Oto moje typy.Honda cbr 1100xx(98-99r),kawasaki zx9r(2000r) lub vfr 800 do roku (98-99r).
Widać,że są to kompletnie różne motory.Cbr jest największy rozmiarowo ,pojemność silnika.Kawaś ma dużą moc,bardziej sportowe kształty.Vfr 800 ma też ciekawy wygląd,dobry moment na niższych obrotach.Dylematy mam gdyż nie chcę kupić czegoś co będzie kosztowne w utrzymaniu,drogie w serwisie.Oczywiście nie jest to mój pierwszy japończyk.Poprzednio miałem kawę gpx 750r i przez 5 lat byłem zadowolony.Moto było zaniedbane,rocznik 89(przynajmniej w papierach).
Komfort jazdy była dobry,pozycja kierowcy komfortowa.
Przepraszam odbiegam od tematu ale to uzasadnione.Kształty,moc silnika kawasaki zawsze mnie bardziej "kręciły".
Wiem,że wiele osób uważa hondę za najbardziej nieawaryjną,zaawansowaną technologicznie.
Z posród innych marek nie umiem nic wybrać konkretnego.XX wydaje się najbardziej trafny.Poczatkowo chciałem kupić kawę zx12r ale po oglądnięciu filmiku zauważyłem ze pasażer ma małe siedzisko.Jest to moto bardziej sportowe,lecz kusi jego moc,stylistyka.

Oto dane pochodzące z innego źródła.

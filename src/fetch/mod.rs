//! Page retrieval strategies.
//!
//! A [`Fetcher`] turns an absolute URL into the page's HTML. The plain
//! HTTP strategy is always available; the JS-rendered strategy needs the
//! `[renderer]` config section and is validated once, before any fetch,
//! so a missing capability is a configuration error rather than a string
//! of per-item failures.

use async_trait::async_trait;
use url::Url;

use crate::config::CrawlerConfig;
use crate::error::CrawlError;
use crate::model::FetchStrategy;

mod browser;
mod http;

pub use self::browser::BrowserFetcher;
pub use self::http::HttpFetcher;

#[async_trait]
pub trait Fetcher: Send + Sync {
    /// Retrieve the document at `url`. Any error is final for that URL;
    /// fetchers do not retry.
    async fn fetch(&self, url: &Url) -> Result<String, CrawlError>;
}

/// Build the fetcher for the requested strategy, failing fast when the
/// strategy's capability is absent.
pub fn build_fetcher(
    strategy: FetchStrategy,
    config: &CrawlerConfig,
) -> Result<Box<dyn Fetcher>, CrawlError> {
    match strategy {
        FetchStrategy::Http => Ok(Box::new(HttpFetcher::new(config)?)),
        FetchStrategy::JsRendered => {
            let renderer = config.renderer.as_ref().ok_or_else(|| {
                CrawlError::Configuration(
                    "JS-rendered fetching requested but no [renderer] is configured".to_string(),
                )
            })?;
            Ok(Box::new(BrowserFetcher::new(renderer)?))
        }
    }
}
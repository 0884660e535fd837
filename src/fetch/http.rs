use async_trait::async_trait;
use log::debug;
use reqwest::Client;
use std::time::Duration;
use url::Url;

use crate::config::CrawlerConfig;
use crate::error::CrawlError;
use crate::fetch::Fetcher;

/// Plain HTTP GET with a browser-identifying user agent and a timeout.
pub struct HttpFetcher {
    client: Client,
}

impl HttpFetcher {
    pub fn new(config: &CrawlerConfig) -> Result<Self, CrawlError> {
        let client = Client::builder()
            .timeout(Duration::from_secs(config.timeout))
            .user_agent(config.user_agent.clone())
            .build()
            .map_err(CrawlError::Fetch)?;

        Ok(Self { client })
    }
}

#[async_trait]
impl Fetcher for HttpFetcher {
    async fn fetch(&self, url: &Url) -> Result<String, CrawlError> {
        let response = self.client.get(url.as_str()).send().await?;
        let status = response.status();
        if !status.is_success() {
            return Err(CrawlError::Status {
                status,
                url: url.to_string(),
            });
        }
        let html = response.text().await?;
        debug!("Fetched {} ({} bytes)", url, html.len());
        Ok(html)
    }
}
use rust_decimal::Decimal;
use serde::Deserialize;
use std::collections::HashSet;
use std::str::FromStr;
use tracing::{debug, warn};

/// One row of the pricing CSV.
///
/// Expected header (column order matters):
/// ```csv
/// model,provider,input_per_million,output_per_million,aliases
/// claude-sonnet-4-20250514,anthropic,3.00,15.00,
/// claude-3-5-haiku-20241022,anthropic,0.80,4.00,claude-3.5-haiku
/// ```
///
/// Prices are USD per 1,000,000 tokens and are read as exact decimals, never
/// through `f64`. `aliases` is optional and `;`-separated.
#[derive(Debug, Deserialize)]
struct PricingRow {
    model: String,
    provider: String,
    input_per_million: String,
    output_per_million: String,
    aliases: Option<String>,
}

/// A validated pricing entry
#[derive(Debug, Clone, PartialEq, Eq)]
pub struct PricingEntry {
    pub model: String,
    pub provider: String,
    pub input_per_million: Decimal,
    pub output_per_million: Decimal,
    pub aliases: Vec<String>,
}

/// A single rejected CSV line
#[derive(Debug, Clone, PartialEq, Eq)]
pub struct PricingLineError {
    pub line_number: usize,
    pub message: String,
}

/// All failures found while parsing a pricing table
#[derive(Debug, Clone, PartialEq, Eq)]
pub struct PricingCsvError {
    pub errors: Vec<PricingLineError>,
}

impl std::fmt::Display for PricingCsvError {
    fn fmt(&self, f: &mut std::fmt::Formatter<'_>) -> std::fmt::Result {
        match self.errors.first() {
            Some(first) => write!(
                f,
                "{} invalid pricing line(s), first at line {}: {}",
                self.errors.len(),
                first.line_number,
                first.message
            ),
            None => write!(f, "invalid pricing table"),
        }
    }
}

impl std::error::Error for PricingCsvError {}

/// Parse pricing CSV content, failing if any line is invalid.
///
/// Every line is checked, so the error lists all bad lines instead of just the first.
pub fn parse_pricing_csv(csv_content: &str) -> Result<Vec<PricingEntry>, PricingCsvError> {
    let mut reader = csv::ReaderBuilder::new()
        .trim(csv::Trim::All)
        .from_reader(csv_content.as_bytes());

    let mut entries = Vec::new();
    let mut errors = Vec::new();
    let mut seen_names = HashSet::new();

    for (index, result) in reader.deserialize::<PricingRow>().enumerate() {
        // Header is line 1
        let line_number = index + 2;

        let row = match result {
            Ok(row) => row,
            Err(e) => {
                warn!(line = line_number, error = %e, "Failed to parse pricing line");
                errors.push(PricingLineError {
                    line_number,
                    message: e.to_string(),
                });
                continue;
            }
        };

        match validate_row(row) {
            Ok(entry) => {
                let names = std::iter::once(&entry.model).chain(entry.aliases.iter());
                let duplicate = names.clone().find(|name| seen_names.contains(*name)).cloned();
                if let Some(name) = duplicate {
                    errors.push(PricingLineError {
                        line_number,
                        message: format!("model name '{}' is defined more than once", name),
                    });
                    continue;
                }
                seen_names.extend(names.cloned());
                entries.push(entry);
            }
            Err(message) => errors.push(PricingLineError {
                line_number,
                message,
            }),
        }
    }

    if !errors.is_empty() {
        return Err(PricingCsvError { errors });
    }

    debug!(models = entries.len(), "Parsed pricing table");
    Ok(entries)
}

fn validate_row(row: PricingRow) -> Result<PricingEntry, String> {
    if row.model.is_empty() {
        return Err("model name is empty".to_string());
    }

    let input_per_million = parse_rate(&row.input_per_million, "input_per_million")?;
    let output_per_million = parse_rate(&row.output_per_million, "output_per_million")?;

    let aliases = row
        .aliases
        .as_deref()
        .unwrap_or_default()
        .split(';')
        .map(str::trim)
        .filter(|alias| !alias.is_empty())
        .map(str::to_string)
        .collect();

    Ok(PricingEntry {
        model: row.model,
        provider: row.provider,
        input_per_million,
        output_per_million,
        aliases,
    })
}

fn parse_rate(raw: &str, field: &str) -> Result<Decimal, String> {
    let rate = Decimal::from_str(raw).map_err(|e| format!("{} '{}': {}", field, raw, e))?;
    if rate.is_sign_negative() {
        return Err(format!("{} must not be negative, got {}", field, raw));
    }
    Ok(rate)
}
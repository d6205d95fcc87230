use super::{ApiKeys, Customers};
use sea_orm_migration::prelude::*;

#[derive(DeriveMigrationName)]
pub struct Migration;

#[async_trait::async_trait]
impl MigrationTrait for Migration {
    async fn up(&self, manager: &SchemaManager) -> Result<(), DbErr> {
        manager
            .create_table(
                Table::create()
                    .table(ApiKeys::Table)
                    .if_not_exists()
                    .col(ColumnDef::new(ApiKeys::Id).uuid().not_null().primary_key())
                    .col(ColumnDef::new(ApiKeys::CustomerId).uuid().not_null())
                    .col(ColumnDef::new(ApiKeys::Name).string().not_null())
                    .col(
                        ColumnDef::new(ApiKeys::KeyHash)
                            .string()
                            .not_null()
                            .unique_key(),
                    )
                    .col(ColumnDef::new(ApiKeys::KeyPrefix).string().not_null())
                    .col(
                        ColumnDef::new(ApiKeys::CreatedAt)
                            .timestamp_with_time_zone()
                            .not_null(),
                    )
                    .col(
                        ColumnDef::new(ApiKeys::LastUsedAt)
                            .timestamp_with_time_zone()
                            .null(),
                    )
                    .col(
                        ColumnDef::new(ApiKeys::RevokedAt)
                            .timestamp_with_time_zone()
                            .null(),
                    )
                    // Declared inline: SQLite cannot add a foreign key after creation
                    .foreign_key(
                        ForeignKey::create()
                            .name("fk_api_keys_customer_id")
                            .from(ApiKeys::Table, ApiKeys::CustomerId)
                            .to(Customers::Table, Customers::Id)
                            .on_delete(ForeignKeyAction::Cascade),
                    )
                    .to_owned(),
            )
            .await?;

        // Lookup path for presented keys
        manager
            .create_index(
                Index::create()
                    .if_not_exists()
                    .name("idx_api_keys_key_prefix")
                    .table(ApiKeys::Table)
                    .col(ApiKeys::KeyPrefix)
                    .to_owned(),
            )
            .await?;

        manager
            .create_index(
                Index::create()
                    .if_not_exists()
                    .name("idx_api_keys_customer_id")
                    .table(ApiKeys::Table)
                    .col(ApiKeys::CustomerId)
                    .to_owned(),
            )
            .await?;

        Ok(())
    }

    async fn down(&self, manager: &SchemaManager) -> Result<(), DbErr> {
        manager
            .drop_table(Table::drop().table(ApiKeys::Table).to_owned())
            .await
    }
}
//! Daily rollup keys and deltas
//!
//! A rollup row is keyed by `(customer_id, date, model, user_id, feature)` and
//! holds running totals for that key. Rows are only ever changed by adding the
//! delta of a freshly appended event, see [`crate::database::RollupsDao`].

use crate::database::entities::NewUsageEvent;
use crate::pricing::cost_to_nanos;
use chrono::NaiveDate;
use serde::{Deserialize, Serialize};
use std::fmt;
use std::str::FromStr;
use uuid::Uuid;

/// Identity of one daily rollup row
#[derive(Debug, Clone, PartialEq, Eq, Hash)]
pub struct RollupKey {
    pub customer_id: Uuid,
    pub date: NaiveDate,
    pub model: String,
    pub user_id: String,
    pub feature: String,
}

impl RollupKey {
    /// Key for an event, using the UTC day of its own timestamp so backfilled
    /// events land in their historical day
    pub fn for_event(event: &NewUsageEvent) -> Self {
        Self {
            customer_id: event.customer_id,
            date: event.timestamp.date_naive(),
            model: event.model.clone(),
            user_id: event.user_id.clone().unwrap_or_default(),
            feature: event.feature.clone().unwrap_or_default(),
        }
    }
}

/// Amount one event adds to its rollup row
#[derive(Debug, Clone, Copy, PartialEq, Eq)]
pub struct RollupDelta {
    pub calls: i64,
    pub input_tokens: i64,
    pub output_tokens: i64,
    pub cost_nanos: i64,
}

impl RollupDelta {
    /// `None` when the event's cost cannot be represented in nano-USD
    pub fn for_event(event: &NewUsageEvent) -> Option<Self> {
        Some(Self {
            calls: 1,
            input_tokens: event.input_tokens,
            output_tokens: event.output_tokens,
            cost_nanos: cost_to_nanos(event.cost.total_cost)?,
        })
    }
}

/// A rollup column results can be grouped by
#[derive(Debug, Clone, Copy, PartialEq, Eq, Hash, PartialOrd, Ord, Serialize, Deserialize)]
#[serde(rename_all = "snake_case")]
pub enum Dimension {
    Date,
    Model,
    UserId,
    Feature,
}

impl Dimension {
    pub fn as_str(&self) -> &'static str {
        match self {
            Dimension::Date => "date",
            Dimension::Model => "model",
            Dimension::UserId => "user_id",
            Dimension::Feature => "feature",
        }
    }

    /// Parse a comma-separated list such as `model,user_id`, dropping repeats
    pub fn parse_list(raw: &str) -> Result<Vec<Self>, String> {
        let mut dimensions = Vec::new();
        for part in raw.split(',').map(str::trim).filter(|p| !p.is_empty()) {
            let dimension = part.parse::<Dimension>()?;
            if !dimensions.contains(&dimension) {
                dimensions.push(dimension);
            }
        }
        Ok(dimensions)
    }
}

impl fmt::Display for Dimension {
    fn fmt(&self, f: &mut fmt::Formatter<'_>) -> fmt::Result {
        f.write_str(self.as_str())
    }
}

impl FromStr for Dimension {
    type Err = String;

    fn from_str(s: &str) -> Result<Self, Self::Err> {
        match s {
            "date" | "day" => Ok(Dimension::Date),
            "model" => Ok(Dimension::Model),
            "user_id" | "user" => Ok(Dimension::UserId),
            "feature" => Ok(Dimension::Feature),
            other => Err(format!("unknown group_by dimension '{}'", other)),
        }
    }
}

Co do hondy blackbird to czytałem artykuł ,że moto nie ma wad konstrukyjnych,silnik elastyczny,bardzo trwały.Jedyne do czego mozna się przyczepić to przewody haulcowe bez oplotu stalowego.Wiadomo,że moto rozwija spore prędkości a ja nie chcę niespodzianek na trasie.
Chcę się zapytać czy dane na temat spalania są prawdziwe,trasa 6l na 100km miasto do 8l na 100km?Czy moto drogi w utrzymaniu?
Następny typ to kawa zx9r(2000r).Podobno poprzedni model do 99r bardziej udany.Nie słucham bajek o pękających ramach ale czy to moto dobre na turystykę,czy ma podejście na kufry.Czy mity o silniku który pali olej bo gumki zaworowe padają po 20000km są prawdziwe?Co jeśli spróbuję pójść na koło kilka razy.Czy rozwiązania smarowania silnika są dobre w tym moto.Czy jest to motor wygodny na trasy?
Ostatni z moich wybrańców to vfr 800.
Moto nie dysponuje jakimiś dużymi osiągami ta wersja ma 110KM.Niby lepszy moment obrotowy ważniejszy w turystyce, ładne niepowtarzalne kształty.Problem w tym ,że chyba najdroższy w eksploatacji.Opinie że pali dużo,silnik v4 bardziej skomplikowany co znaczy ,że każdy mechanik skasuje więcej za serwis.
Chrapliwy pomruk silnika dodaje moto wigoru,ale boje się silników v4.Widziałem już silniki z motocykli honda vf750 gdzie głowice były poszatkowane przez zawory.Niby zmieniono gruntownie silniki ale jednak obawa jest.
Chciałbym zapytać ludzi którzy użytkują te sprzęty co o nich sądzą.
Jakieś porównania do poprzednich moto,następnych.Czy mity o tym i o tamtym to tylko mity?Jakie spalanie wyliczyliście?